Wlodarska I, Marynen P, La Starza R, Mecucci C, Van den Berghe H
Center for Human Genetics, University of Leuven, Belgium.
Cytogenet Cell Genet. 1996;72(2-3):229-35. doi: 10.1159/000134197.
Structural rearrangements including deletions of the short arm of chromosome 12 are frequent cytogenetic findings in various hematologic malignant disorders. Using FISH with a panel of DNA probes we detected loss of a common region of 12p in 22 patients with different hematologic disorders.

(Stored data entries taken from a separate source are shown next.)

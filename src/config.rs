// Copyright (c) 2025, The Ruskit Authors
// MIT License
// All rights reserved.

//! # Consumer Configuration
//!
//! Broker endpoint and consumer settings read from environment variables.
//! Host and password have no defaults: they are deployment secrets and must be
//! supplied explicitly.

use crate::{delivery::AckMode, errors::AmqpError};
use std::{fmt, str::FromStr};
use tracing::error;

pub const RABBITMQ_HOST_ENV: &str = "RABBITMQ_HOST";
pub const RABBITMQ_USER_ENV: &str = "RABBITMQ_USER";
pub const RABBITMQ_PASSWORD_ENV: &str = "RABBITMQ_PASSWORD";
pub const RABBITMQ_PORT_ENV: &str = "RABBITMQ_PORT";
pub const RABBITMQ_VHOST_ENV: &str = "RABBITMQ_VHOST";
pub const CONSUMER_NAME_ENV: &str = "CONSUMER_NAME";
pub const CONSUMER_AUTO_ACK_ENV: &str = "CONSUMER_AUTO_ACK";
pub const CONSUMER_REQUEUE_ON_FAILURE_ENV: &str = "CONSUMER_REQUEUE_ON_FAILURE";
pub const CONSUMER_PREFETCH_ENV: &str = "CONSUMER_PREFETCH";

pub const DEFAULT_USER: &str = "guest";
pub const DEFAULT_PORT: u16 = 5672;
pub const DEFAULT_VHOST: &str = "/";
pub const DEFAULT_CONSUMER_NAME: &str = "topic-consumer";

/// Immutable connection parameters for the broker.
#[derive(Clone, PartialEq, Eq)]
pub struct BrokerEndpoint {
    pub host: String,
    pub user: String,
    pub password: String,
    pub port: u16,
    pub vhost: String,
}

impl fmt::Debug for BrokerEndpoint {
    fn fmt(&self, f: &mut fmt::Formatter<'_>) -> fmt::Result {
        f.debug_struct("BrokerEndpoint")
            .field("host", &self.host)
            .field("user", &self.user)
            .field("password", &"***")
            .field("port", &self.port)
            .field("vhost", &self.vhost)
            .finish()
    }
}

/// Everything the consumer binary needs to start.
#[derive(Debug, Clone, PartialEq, Eq)]
pub struct ConsumerConfig {
    pub name: String,
    pub endpoint: BrokerEndpoint,
    pub ack_mode: AckMode,
    pub prefetch: Option<u16>,
}

impl ConsumerConfig {
    /// Loads the configuration from the process environment.
    pub fn from_env() -> Result<Self, AmqpError> {
        Self::from_lookup(|key| std::env::var(key).ok())
    }

    /// Loads the configuration from an arbitrary key lookup.
    ///
    /// Empty values are treated as absent.
    pub fn from_lookup<F>(lookup: F) -> Result<Self, AmqpError>
    where
        F: Fn(&str) -> Option<String>,
    {
        let get = |key: &str| lookup(key).filter(|v| !v.trim().is_empty());

        let endpoint = BrokerEndpoint {
            host: required(&get, RABBITMQ_HOST_ENV)?,
            user: get(RABBITMQ_USER_ENV).unwrap_or_else(|| DEFAULT_USER.to_owned()),
            password: required(&get, RABBITMQ_PASSWORD_ENV)?,
            port: parsed(&get, RABBITMQ_PORT_ENV)?.unwrap_or(DEFAULT_PORT),
            vhost: get(RABBITMQ_VHOST_ENV).unwrap_or_else(|| DEFAULT_VHOST.to_owned()),
        };

        let auto_ack = parsed::<bool, _>(&get, CONSUMER_AUTO_ACK_ENV)?.unwrap_or(true);
        let ack_mode = if auto_ack {
            AckMode::Auto
        } else {
            AckMode::Manual {
                requeue_on_failure: parsed(&get, CONSUMER_REQUEUE_ON_FAILURE_ENV)?
                    .unwrap_or(false),
            }
        };

        Ok(ConsumerConfig {
            name: get(CONSUMER_NAME_ENV).unwrap_or_else(|| DEFAULT_CONSUMER_NAME.to_owned()),
            endpoint,
            ack_mode,
            prefetch: parsed(&get, CONSUMER_PREFETCH_ENV)?,
        })
    }
}

fn required<F>(get: &F, key: &str) -> Result<String, AmqpError>
where
    F: Fn(&str) -> Option<String>,
{
    get(key).ok_or_else(|| {
        error!(key, "missing required configuration");
        AmqpError::ConfigError(key.to_owned())
    })
}

fn parsed<T, F>(get: &F, key: &str) -> Result<Option<T>, AmqpError>
where
    T: FromStr,
    F: Fn(&str) -> Option<String>,
{
    match get(key) {
        None => Ok(None),
        Some(raw) => match raw.trim().parse::<T>() {
            Ok(v) => Ok(Some(v)),
            Err(_) => {
                error!(key, value = %raw, "invalid configuration value");
                Err(AmqpError::ConfigError(key.to_owned()))
            }
        },
    }
}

Nine of them were characterized cytogenetically by a del(12p), seven by unbalanced translocations, and in the remaining cases the loss of the 12p region was masked by translocations and insertions, adding extra material to the short arm of chromosome 12. The smallest commonly deleted region found in all cases analyzed included ETV6, the gene for p27kipl (CDKN1B), and the D12S178 marker.
包括12号染色体短臂缺失在内的结构重排是各种血液系统恶性疾病常见的细胞遗传学发现。我们使用一组DNA探针进行荧光原位杂交(FISH),在22例不同血液系统疾病患者中检测到12p常见区域的缺失。其中9例经细胞遗传学鉴定为del(12p),7例为不平衡易位,其余病例中12p区域的缺失被易位和插入所掩盖,这些易位和插入给12号染色体短臂增加了额外的物质。在所有分析病例中发现的最小常见缺失区域包括ETV6、p27kipl(CDKN1B)基因和D12S178标记。